Alfred Lewis and his wife, Ruby, lived here during the World War I years.  Ruby was collecting funds for the Red Cross in the lobby of the Ansonia Hotel, on Broadway and 74th Street, on the night of May 21, 1918, when, according to The Sun, "a man who for several years had been a friend of her family appeared and walked toward the elevators of the hotel."  She had earlier seen him on the street and he ignored her, so she now avoided him.

Another worker approached him at the elevator and he donated $5.  But then he caught Ruby watching.  He shouted at her, "What do you mean by looking at me?  You reported me as a spy."  Ruby attempted to walk away, but he followed.

The Sun reported that Ruby turned and said, "If you insult women that way, you must be a Prussian."  The comment was not well received.  The man spat, "You are a dirty liar!"

Witnessing the affray were several members of the Chicago White Sox baseball team.  Hoping to teach the lout a lesson about how to speak to a lady, they loitered around the lobby.  When he reappeared and he headed for the Broadway entrance, they "hurried past him and were waiting when he reached the street."  The players hailed a taxicab for him, and helped his female companion into the cab.  But then, just as the man was about to get in, "one player stepped forward quickly and shot the stranger a solid blow to his chin.  The man dropped into the gutter."

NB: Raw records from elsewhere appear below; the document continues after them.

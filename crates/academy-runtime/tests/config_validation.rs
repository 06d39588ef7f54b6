//! Property tests for configuration validation.

use academy_runtime::{AcademyConfig, ConfigError};
use proptest::prelude::*;

fn toml_for(emphasized: f32, dim: f32, timeout: u64) -> String {
    format!(
        "[program]\npoll_timeout_ms = {timeout}\n\n[theme]\nemphasized_opacity = {emphasized:?}\ndim_opacity = {dim:?}\n"
    )
}

proptest! {
    #[test]
    fn ordered_opacities_in_range_are_accepted(
        emphasized in 0.02f32..=1.0,
        frac in 0.01f32..0.99,
        timeout in 1u64..10_000,
    ) {
        let dim = emphasized * frac;
        prop_assume!(dim > 0.0 && dim < emphasized);
        let config = AcademyConfig::from_toml_str(&toml_for(emphasized, dim, timeout)).unwrap();
        let theme = config.to_theme();
        prop_assert_eq!(theme.opacity(true), emphasized);
        prop_assert_eq!(theme.opacity(false), dim);
        prop_assert_eq!(config.to_program_config().poll_timeout.as_millis() as u64, timeout);
    }

    #[test]
    fn inverted_opacities_are_rejected(dim in 0.1f32..=1.0, frac in 0.0f32..=1.0) {
        let emphasized = (dim * frac).max(f32::MIN_POSITIVE);
        let result = AcademyConfig::from_toml_str(&toml_for(emphasized, dim, 100));
        prop_assert!(matches!(result, Err(ConfigError::Validation(_))));
    }
}
#![forbid(unsafe_code)]

//! Headless backend: scripted input, emulated screen.

use std::collections::VecDeque;
use std::io;
use std::time::Duration;

use academy_core::event::Event;
use academy_render::buffer::Buffer;
use academy_render::diff::BufferDiff;
use academy_runtime::{Backend, Model, Program, ProgramConfig};

/// A backend with no terminal behind it.
///
/// Events are served from a queue. Presented diffs are applied to an
/// emulated screen the way a terminal would apply them, and every presented
/// screen state is recorded.
#[derive(Debug, Clone)]
pub struct HeadlessBackend {
    width: u16,
    height: u16,
    events: VecDeque<Event>,
    screen: Buffer,
    frames: Vec<Buffer>,
}

impl HeadlessBackend {
    pub fn new(width: u16, height: u16) -> Self {
        Self {
            width,
            height,
            events: VecDeque::new(),
            screen: Buffer::new(width, height),
            frames: Vec::new(),
        }
    }

    /// Queue events to be returned by `poll_event`, in order.
    #[must_use]
    pub fn with_events(mut self, events: impl IntoIterator<Item = Event>) -> Self {
        self.events.extend(events);
        self
    }

    pub fn push_event(&mut self, event: Event) {
        self.events.push_back(event);
    }

    /// Events not yet consumed.
    pub fn pending(&self) -> usize {
        self.events.len()
    }

    /// What the emulated terminal currently shows.
    pub fn screen(&self) -> &Buffer {
        &self.screen
    }

    /// Screen state after each present, oldest first.
    pub fn frames(&self) -> &[Buffer] {
        &self.frames
    }
}

impl Backend for HeadlessBackend {
    fn size(&self) -> io::Result<(u16, u16)> {
        Ok((self.width, self.height))
    }

    fn poll_event(&mut self, _timeout: Duration) -> io::Result<Option<Event>> {
        let event = self.events.pop_front();
        if let Some(Event::Resize { width, height }) = event {
            self.width = width;
            self.height = height;
        }
        Ok(event)
    }

    fn present(&mut self, buffer: &Buffer, diff: &BufferDiff) -> io::Result<()> {
        if self.screen.width() != buffer.width() || self.screen.height() != buffer.height() {
            self.screen = Buffer::new(buffer.width(), buffer.height());
        }
        for (x, y) in diff.iter() {
            if let Some(cell) = buffer.get(x, y) {
                self.screen.set_raw(x, y, *cell);
            }
        }
        self.frames.push(self.screen.clone());
        tracing::trace!(frame = self.frames.len(), changed = diff.len(), "headless present");
        Ok(())
    }
}

/// Run `model` headlessly until the script is exhausted or it quits.
///
/// Returns the model and the backend so callers can inspect both.
pub fn run_script<M: Model>(
    model: M,
    width: u16,
    height: u16,
    events: impl IntoIterator<Item = Event>,
) -> io::Result<(M, HeadlessBackend)> {
    let backend = HeadlessBackend::new(width, height).with_events(events);
    let config = ProgramConfig::default().with_poll_timeout(Duration::ZERO);
    let mut program = Program::new(model, backend, config)?;
    program.start()?;
    while program.is_running() && program.backend().pending() > 0 {
        program.step()?;
    }
    Ok(program.into_parts())
}
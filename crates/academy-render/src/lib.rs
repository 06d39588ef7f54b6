#![forbid(unsafe_code)]

//! Render kernel: cells, buffers, hit grids, diffs, and ANSI presentation.
//!
//! # Role in the workspace
//! `academy-render` is the deterministic rendering engine. Widgets draw into a
//! [`frame::Frame`]; its [`buffer::Buffer`] is diffed against the previous
//! frame and emitted as ANSI by the [`presenter::Presenter`].
//!
//! # Primary responsibilities
//! - **Cell/Buffer**: 2D grid of fixed-size cells with RGBA colors.
//! - **HitGrid**: maps screen cells to interactive targets for mouse input.
//! - **BufferDiff**: change detection between frames.
//! - **Presenter**: stateful ANSI emitter with cursor and style tracking.

pub mod buffer;
pub mod cell;
pub mod diff;
pub mod frame;
pub mod presenter;

/// Display width of a string in terminal columns.
#[inline]
pub fn display_width(text: &str) -> usize {
    unicode_width::UnicodeWidthStr::width(text)
}

/// Display width of a single character in terminal columns.
#[inline]
pub fn char_width(ch: char) -> usize {
    unicode_width::UnicodeWidthChar::width(ch).unwrap_or(0)
}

Ruby Lewis declined to identify the man (who had lost at least one tooth in the ambush).  The Sun added, "she became mysterious when she was asked pointedly whether she had reported him as a spy."

Residents Henry Bernstein and his wife suffered a horrifying incident early in 1923.  Among their friends was Dr. Carl V. Woegerer, a former Austrian baron who had renounced his title to become an American citizen.  The three were crossing West End Avenue at 80th Street on February 23, when an automobile swerved toward them while attempting to avoid a collision with another car.  They ran back onto the sidewalk, but the driver of the car, in trying to drive around them, also veered onto the sidewalk.  All three were hit.  They were taken to the A. R. Stern Hospital on West End Avenue where Dr. Woegerer died.

The Great Depression and World War II years were not kind to the once refined neighborhood.  In 1942 The Fontenay was converted to a single-room-occupancy hotel.  Where there had been just two commodious apartments, there were now 16 furnished rooms per floor.  When it was sold 1946, The New York Times described it as "a furnished rooming house," saying it "contains ninety-four rooms."

Among those living here in 1978 was Charles F. Brown, an unemployed plumber.  He made money by making and selling pipe bombs for $130 each.  The 25-year-old was the victim of a Treasury Department sting on June 19 after a three-month investigation.  Brown arrived at a spot in Riverside Drive at 80th Street that day to deliver five bombs to a buyer.  Two men lounging in the grass, two men sitting in a nearby car, and the buyer were all agents of the Bureau of Alcohol, Tobacco and Firearms. 


The dark days of The Fontenay eventually passed and today there are six apartments per floor in the building.  The facade has been cleaned and its dignity restored.